## Work task
Everything in the listing below from the line containing "pub mod services;" through the line containing "App state definition" must be repeated exactly; the remaining lines are not wanted.
# # # # #
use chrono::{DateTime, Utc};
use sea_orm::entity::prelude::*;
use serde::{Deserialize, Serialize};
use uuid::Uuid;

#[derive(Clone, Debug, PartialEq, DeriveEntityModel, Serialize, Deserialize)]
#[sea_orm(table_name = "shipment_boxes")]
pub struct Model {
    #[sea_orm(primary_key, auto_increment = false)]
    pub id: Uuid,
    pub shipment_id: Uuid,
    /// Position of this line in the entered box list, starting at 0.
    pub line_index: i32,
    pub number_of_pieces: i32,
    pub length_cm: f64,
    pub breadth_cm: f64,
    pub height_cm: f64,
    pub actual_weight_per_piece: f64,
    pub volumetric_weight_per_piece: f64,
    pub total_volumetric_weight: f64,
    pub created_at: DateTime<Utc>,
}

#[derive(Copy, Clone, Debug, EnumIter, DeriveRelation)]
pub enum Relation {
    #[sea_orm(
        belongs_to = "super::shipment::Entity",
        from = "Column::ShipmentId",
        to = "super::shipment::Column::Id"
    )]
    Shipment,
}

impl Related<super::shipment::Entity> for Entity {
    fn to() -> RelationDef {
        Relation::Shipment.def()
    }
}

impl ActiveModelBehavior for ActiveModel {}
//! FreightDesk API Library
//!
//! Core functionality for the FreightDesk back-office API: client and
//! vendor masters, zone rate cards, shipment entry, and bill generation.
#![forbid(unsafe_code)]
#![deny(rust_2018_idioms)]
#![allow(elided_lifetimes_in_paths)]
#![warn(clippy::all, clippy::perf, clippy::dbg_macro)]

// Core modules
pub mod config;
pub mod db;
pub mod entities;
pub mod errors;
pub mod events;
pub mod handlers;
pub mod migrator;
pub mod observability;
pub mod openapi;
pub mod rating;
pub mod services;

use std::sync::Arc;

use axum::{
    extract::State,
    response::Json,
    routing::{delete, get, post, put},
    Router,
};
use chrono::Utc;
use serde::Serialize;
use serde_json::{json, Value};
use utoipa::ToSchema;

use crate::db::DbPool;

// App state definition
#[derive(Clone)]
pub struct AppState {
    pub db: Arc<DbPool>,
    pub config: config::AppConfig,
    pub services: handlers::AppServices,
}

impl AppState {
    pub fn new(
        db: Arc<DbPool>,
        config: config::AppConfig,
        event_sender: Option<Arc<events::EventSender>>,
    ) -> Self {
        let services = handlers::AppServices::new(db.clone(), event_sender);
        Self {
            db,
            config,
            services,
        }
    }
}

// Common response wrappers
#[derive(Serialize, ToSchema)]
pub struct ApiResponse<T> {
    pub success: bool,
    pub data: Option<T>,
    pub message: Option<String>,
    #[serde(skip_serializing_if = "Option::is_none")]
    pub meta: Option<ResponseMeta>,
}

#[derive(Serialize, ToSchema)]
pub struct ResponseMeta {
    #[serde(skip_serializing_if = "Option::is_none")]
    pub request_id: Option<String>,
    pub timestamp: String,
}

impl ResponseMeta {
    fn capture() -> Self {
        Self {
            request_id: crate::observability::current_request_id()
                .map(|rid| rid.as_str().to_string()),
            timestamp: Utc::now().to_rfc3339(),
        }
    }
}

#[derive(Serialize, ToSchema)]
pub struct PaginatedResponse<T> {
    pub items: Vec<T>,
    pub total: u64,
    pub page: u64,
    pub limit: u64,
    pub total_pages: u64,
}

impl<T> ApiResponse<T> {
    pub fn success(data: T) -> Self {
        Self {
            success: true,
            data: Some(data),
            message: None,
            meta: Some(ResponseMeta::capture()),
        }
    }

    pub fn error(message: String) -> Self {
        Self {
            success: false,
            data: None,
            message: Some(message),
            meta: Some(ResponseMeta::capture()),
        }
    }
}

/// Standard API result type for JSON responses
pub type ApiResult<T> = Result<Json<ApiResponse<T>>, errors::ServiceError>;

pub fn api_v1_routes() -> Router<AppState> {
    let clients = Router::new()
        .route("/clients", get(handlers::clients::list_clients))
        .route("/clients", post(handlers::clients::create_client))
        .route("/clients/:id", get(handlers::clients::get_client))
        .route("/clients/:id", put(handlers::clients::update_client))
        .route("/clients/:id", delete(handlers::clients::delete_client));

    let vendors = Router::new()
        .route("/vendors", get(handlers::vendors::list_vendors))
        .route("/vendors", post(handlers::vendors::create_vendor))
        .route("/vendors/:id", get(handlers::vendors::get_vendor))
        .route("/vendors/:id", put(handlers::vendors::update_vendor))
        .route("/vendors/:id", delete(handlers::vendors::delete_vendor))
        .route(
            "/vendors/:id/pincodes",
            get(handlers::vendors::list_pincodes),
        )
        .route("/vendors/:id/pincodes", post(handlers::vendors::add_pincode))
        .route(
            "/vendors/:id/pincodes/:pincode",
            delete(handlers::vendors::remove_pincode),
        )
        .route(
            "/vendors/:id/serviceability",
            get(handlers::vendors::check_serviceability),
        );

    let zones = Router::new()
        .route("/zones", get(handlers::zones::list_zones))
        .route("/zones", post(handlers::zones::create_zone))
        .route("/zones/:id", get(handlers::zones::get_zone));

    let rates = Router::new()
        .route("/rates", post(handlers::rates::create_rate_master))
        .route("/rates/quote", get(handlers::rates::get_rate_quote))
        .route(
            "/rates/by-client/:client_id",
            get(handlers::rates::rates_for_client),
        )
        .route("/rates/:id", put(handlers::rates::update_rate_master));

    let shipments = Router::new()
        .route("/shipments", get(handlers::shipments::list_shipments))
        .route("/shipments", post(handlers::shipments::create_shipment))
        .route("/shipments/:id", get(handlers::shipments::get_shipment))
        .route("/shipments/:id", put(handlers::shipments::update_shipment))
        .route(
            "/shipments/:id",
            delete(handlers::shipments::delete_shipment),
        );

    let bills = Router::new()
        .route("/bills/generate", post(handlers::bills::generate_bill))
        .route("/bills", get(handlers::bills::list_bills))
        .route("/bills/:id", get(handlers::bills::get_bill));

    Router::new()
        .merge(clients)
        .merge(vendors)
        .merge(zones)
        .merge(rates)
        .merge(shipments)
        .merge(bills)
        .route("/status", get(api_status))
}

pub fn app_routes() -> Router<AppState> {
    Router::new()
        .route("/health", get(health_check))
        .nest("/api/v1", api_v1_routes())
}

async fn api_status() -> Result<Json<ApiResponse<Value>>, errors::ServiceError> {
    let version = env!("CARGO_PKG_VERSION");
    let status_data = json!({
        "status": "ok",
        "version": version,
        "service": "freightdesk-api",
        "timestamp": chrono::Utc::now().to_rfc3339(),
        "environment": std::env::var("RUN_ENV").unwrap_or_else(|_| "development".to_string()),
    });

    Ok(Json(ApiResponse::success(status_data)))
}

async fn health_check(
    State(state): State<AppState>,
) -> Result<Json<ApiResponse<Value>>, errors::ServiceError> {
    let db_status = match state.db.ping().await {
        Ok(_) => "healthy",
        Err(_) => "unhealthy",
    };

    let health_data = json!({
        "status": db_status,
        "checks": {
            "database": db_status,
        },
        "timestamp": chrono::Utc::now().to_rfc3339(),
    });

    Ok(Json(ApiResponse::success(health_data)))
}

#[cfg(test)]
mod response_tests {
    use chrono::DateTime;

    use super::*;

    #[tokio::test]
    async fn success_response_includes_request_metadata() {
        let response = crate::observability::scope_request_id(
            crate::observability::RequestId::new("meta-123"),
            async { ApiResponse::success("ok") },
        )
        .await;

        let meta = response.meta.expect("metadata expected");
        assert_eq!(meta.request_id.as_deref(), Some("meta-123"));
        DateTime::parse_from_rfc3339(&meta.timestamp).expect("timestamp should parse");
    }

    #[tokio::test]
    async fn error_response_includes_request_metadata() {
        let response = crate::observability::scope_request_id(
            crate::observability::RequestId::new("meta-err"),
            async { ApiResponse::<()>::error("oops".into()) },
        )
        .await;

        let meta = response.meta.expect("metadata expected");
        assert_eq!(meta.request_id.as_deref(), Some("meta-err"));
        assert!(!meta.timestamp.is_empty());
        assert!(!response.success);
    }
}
# # # # #
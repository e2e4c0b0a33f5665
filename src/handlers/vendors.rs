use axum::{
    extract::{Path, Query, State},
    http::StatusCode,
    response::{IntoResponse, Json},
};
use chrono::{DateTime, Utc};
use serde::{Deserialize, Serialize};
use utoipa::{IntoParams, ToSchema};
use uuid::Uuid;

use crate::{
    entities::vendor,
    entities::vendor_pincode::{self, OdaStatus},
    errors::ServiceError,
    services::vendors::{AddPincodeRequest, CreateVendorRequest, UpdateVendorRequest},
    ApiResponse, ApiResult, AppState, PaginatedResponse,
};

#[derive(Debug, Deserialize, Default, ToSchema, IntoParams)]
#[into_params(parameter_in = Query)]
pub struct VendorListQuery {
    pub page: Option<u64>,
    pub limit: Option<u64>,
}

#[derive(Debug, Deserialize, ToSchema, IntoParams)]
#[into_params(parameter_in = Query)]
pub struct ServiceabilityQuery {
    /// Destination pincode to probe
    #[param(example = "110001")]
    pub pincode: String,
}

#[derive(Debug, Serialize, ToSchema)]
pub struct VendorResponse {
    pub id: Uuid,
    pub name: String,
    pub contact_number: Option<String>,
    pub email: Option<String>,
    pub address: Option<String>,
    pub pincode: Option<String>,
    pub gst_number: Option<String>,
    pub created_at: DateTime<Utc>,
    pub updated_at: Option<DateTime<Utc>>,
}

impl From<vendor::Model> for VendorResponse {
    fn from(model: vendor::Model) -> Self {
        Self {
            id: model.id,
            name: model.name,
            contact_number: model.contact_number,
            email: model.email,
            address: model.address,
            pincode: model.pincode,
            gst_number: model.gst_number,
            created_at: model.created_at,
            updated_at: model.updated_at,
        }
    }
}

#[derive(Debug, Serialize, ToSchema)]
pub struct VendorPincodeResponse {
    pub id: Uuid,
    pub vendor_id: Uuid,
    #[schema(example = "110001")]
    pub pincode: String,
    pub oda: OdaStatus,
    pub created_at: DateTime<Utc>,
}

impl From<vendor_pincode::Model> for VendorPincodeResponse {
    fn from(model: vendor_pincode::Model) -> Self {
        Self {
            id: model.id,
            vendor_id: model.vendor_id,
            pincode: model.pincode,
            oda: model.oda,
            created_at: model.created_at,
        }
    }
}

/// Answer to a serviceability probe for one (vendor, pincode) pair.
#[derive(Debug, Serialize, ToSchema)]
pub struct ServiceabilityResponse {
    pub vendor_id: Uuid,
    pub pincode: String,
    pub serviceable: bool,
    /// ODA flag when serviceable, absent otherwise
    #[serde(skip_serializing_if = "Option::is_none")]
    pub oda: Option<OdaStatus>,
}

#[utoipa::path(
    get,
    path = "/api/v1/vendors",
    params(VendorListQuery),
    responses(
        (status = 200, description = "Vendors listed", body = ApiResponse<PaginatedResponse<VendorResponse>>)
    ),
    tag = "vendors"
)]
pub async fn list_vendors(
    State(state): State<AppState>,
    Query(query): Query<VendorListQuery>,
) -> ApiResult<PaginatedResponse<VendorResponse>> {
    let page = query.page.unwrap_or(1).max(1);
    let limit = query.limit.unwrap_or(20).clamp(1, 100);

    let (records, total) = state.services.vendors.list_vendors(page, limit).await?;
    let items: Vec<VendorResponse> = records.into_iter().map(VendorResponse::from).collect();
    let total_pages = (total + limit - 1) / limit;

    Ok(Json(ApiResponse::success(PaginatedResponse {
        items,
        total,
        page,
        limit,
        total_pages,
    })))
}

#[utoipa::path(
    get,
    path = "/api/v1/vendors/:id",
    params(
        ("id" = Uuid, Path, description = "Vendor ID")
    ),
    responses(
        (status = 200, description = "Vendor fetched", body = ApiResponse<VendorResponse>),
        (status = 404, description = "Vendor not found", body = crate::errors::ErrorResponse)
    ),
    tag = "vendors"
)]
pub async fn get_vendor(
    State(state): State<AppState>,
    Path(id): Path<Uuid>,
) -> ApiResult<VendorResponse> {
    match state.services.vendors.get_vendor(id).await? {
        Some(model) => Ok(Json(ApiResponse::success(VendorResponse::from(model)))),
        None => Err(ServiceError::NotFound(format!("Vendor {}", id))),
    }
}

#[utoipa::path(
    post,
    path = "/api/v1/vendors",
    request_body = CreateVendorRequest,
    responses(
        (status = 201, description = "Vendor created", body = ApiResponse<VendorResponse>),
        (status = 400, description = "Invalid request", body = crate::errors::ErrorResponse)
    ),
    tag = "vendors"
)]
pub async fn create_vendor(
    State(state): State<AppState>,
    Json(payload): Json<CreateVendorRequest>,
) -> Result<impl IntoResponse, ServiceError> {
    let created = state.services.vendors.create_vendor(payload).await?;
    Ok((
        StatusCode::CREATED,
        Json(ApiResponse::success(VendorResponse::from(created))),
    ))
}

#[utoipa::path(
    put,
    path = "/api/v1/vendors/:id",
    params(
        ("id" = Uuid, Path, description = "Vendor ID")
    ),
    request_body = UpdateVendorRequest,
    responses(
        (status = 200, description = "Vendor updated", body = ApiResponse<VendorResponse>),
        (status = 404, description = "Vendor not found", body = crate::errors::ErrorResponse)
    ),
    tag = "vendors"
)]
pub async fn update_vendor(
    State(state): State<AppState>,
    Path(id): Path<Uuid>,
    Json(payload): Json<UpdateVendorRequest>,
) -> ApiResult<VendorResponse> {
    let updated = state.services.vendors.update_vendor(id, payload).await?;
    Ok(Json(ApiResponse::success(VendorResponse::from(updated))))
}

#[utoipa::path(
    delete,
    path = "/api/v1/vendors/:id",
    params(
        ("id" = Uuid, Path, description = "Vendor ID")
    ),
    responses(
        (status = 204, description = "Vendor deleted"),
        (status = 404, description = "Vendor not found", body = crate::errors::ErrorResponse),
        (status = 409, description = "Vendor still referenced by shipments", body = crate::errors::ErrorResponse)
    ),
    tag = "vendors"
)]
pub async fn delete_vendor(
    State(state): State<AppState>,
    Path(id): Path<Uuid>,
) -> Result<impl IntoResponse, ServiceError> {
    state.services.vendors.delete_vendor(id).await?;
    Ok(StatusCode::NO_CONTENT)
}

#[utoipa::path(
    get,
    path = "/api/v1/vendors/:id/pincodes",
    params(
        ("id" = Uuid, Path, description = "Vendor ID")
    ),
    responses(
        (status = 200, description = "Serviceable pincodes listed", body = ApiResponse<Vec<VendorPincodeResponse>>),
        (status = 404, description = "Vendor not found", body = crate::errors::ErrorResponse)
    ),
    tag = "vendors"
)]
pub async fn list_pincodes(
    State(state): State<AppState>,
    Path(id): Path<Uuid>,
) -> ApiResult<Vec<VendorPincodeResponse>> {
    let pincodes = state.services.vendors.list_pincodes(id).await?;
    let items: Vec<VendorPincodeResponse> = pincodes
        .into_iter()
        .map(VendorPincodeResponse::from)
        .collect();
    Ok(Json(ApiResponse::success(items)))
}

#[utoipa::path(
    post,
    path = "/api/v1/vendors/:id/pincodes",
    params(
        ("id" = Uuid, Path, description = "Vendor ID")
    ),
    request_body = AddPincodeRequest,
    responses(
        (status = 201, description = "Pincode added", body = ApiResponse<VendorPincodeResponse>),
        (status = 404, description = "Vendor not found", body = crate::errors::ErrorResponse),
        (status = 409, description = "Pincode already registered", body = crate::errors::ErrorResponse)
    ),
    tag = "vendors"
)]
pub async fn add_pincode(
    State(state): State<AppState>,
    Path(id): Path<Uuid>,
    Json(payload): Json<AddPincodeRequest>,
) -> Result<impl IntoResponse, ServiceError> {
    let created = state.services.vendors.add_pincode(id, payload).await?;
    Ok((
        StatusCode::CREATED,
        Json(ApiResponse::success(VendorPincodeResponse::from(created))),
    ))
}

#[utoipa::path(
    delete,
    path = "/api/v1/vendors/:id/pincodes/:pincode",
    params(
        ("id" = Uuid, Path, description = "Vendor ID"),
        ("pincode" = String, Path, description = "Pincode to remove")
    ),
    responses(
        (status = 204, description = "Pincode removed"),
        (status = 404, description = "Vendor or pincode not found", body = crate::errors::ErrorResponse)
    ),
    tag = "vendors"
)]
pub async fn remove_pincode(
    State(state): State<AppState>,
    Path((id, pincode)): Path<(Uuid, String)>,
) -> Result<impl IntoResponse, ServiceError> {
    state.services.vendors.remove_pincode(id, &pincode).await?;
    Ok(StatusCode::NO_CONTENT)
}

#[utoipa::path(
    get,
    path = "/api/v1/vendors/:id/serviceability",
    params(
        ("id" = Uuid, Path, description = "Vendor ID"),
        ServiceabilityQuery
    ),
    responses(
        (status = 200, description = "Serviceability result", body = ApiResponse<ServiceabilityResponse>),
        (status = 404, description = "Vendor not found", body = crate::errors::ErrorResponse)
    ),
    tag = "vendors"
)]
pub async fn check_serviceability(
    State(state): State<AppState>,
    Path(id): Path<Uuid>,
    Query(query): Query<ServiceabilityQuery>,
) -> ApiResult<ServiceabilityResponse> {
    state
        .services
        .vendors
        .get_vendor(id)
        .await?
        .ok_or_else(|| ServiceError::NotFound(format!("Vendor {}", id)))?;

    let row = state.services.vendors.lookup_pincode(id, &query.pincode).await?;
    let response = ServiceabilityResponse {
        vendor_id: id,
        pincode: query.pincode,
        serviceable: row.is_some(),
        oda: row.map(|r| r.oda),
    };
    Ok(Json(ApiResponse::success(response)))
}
# # # # #
## Expected answer
pub mod services;

use std::sync::Arc;

use axum::{
    extract::State,
    response::Json,
    routing::{delete, get, post, put},
    Router,
};
use chrono::Utc;
use serde::Serialize;
use serde_json::{json, Value};
use utoipa::ToSchema;

use crate::db::DbPool;

// App state definition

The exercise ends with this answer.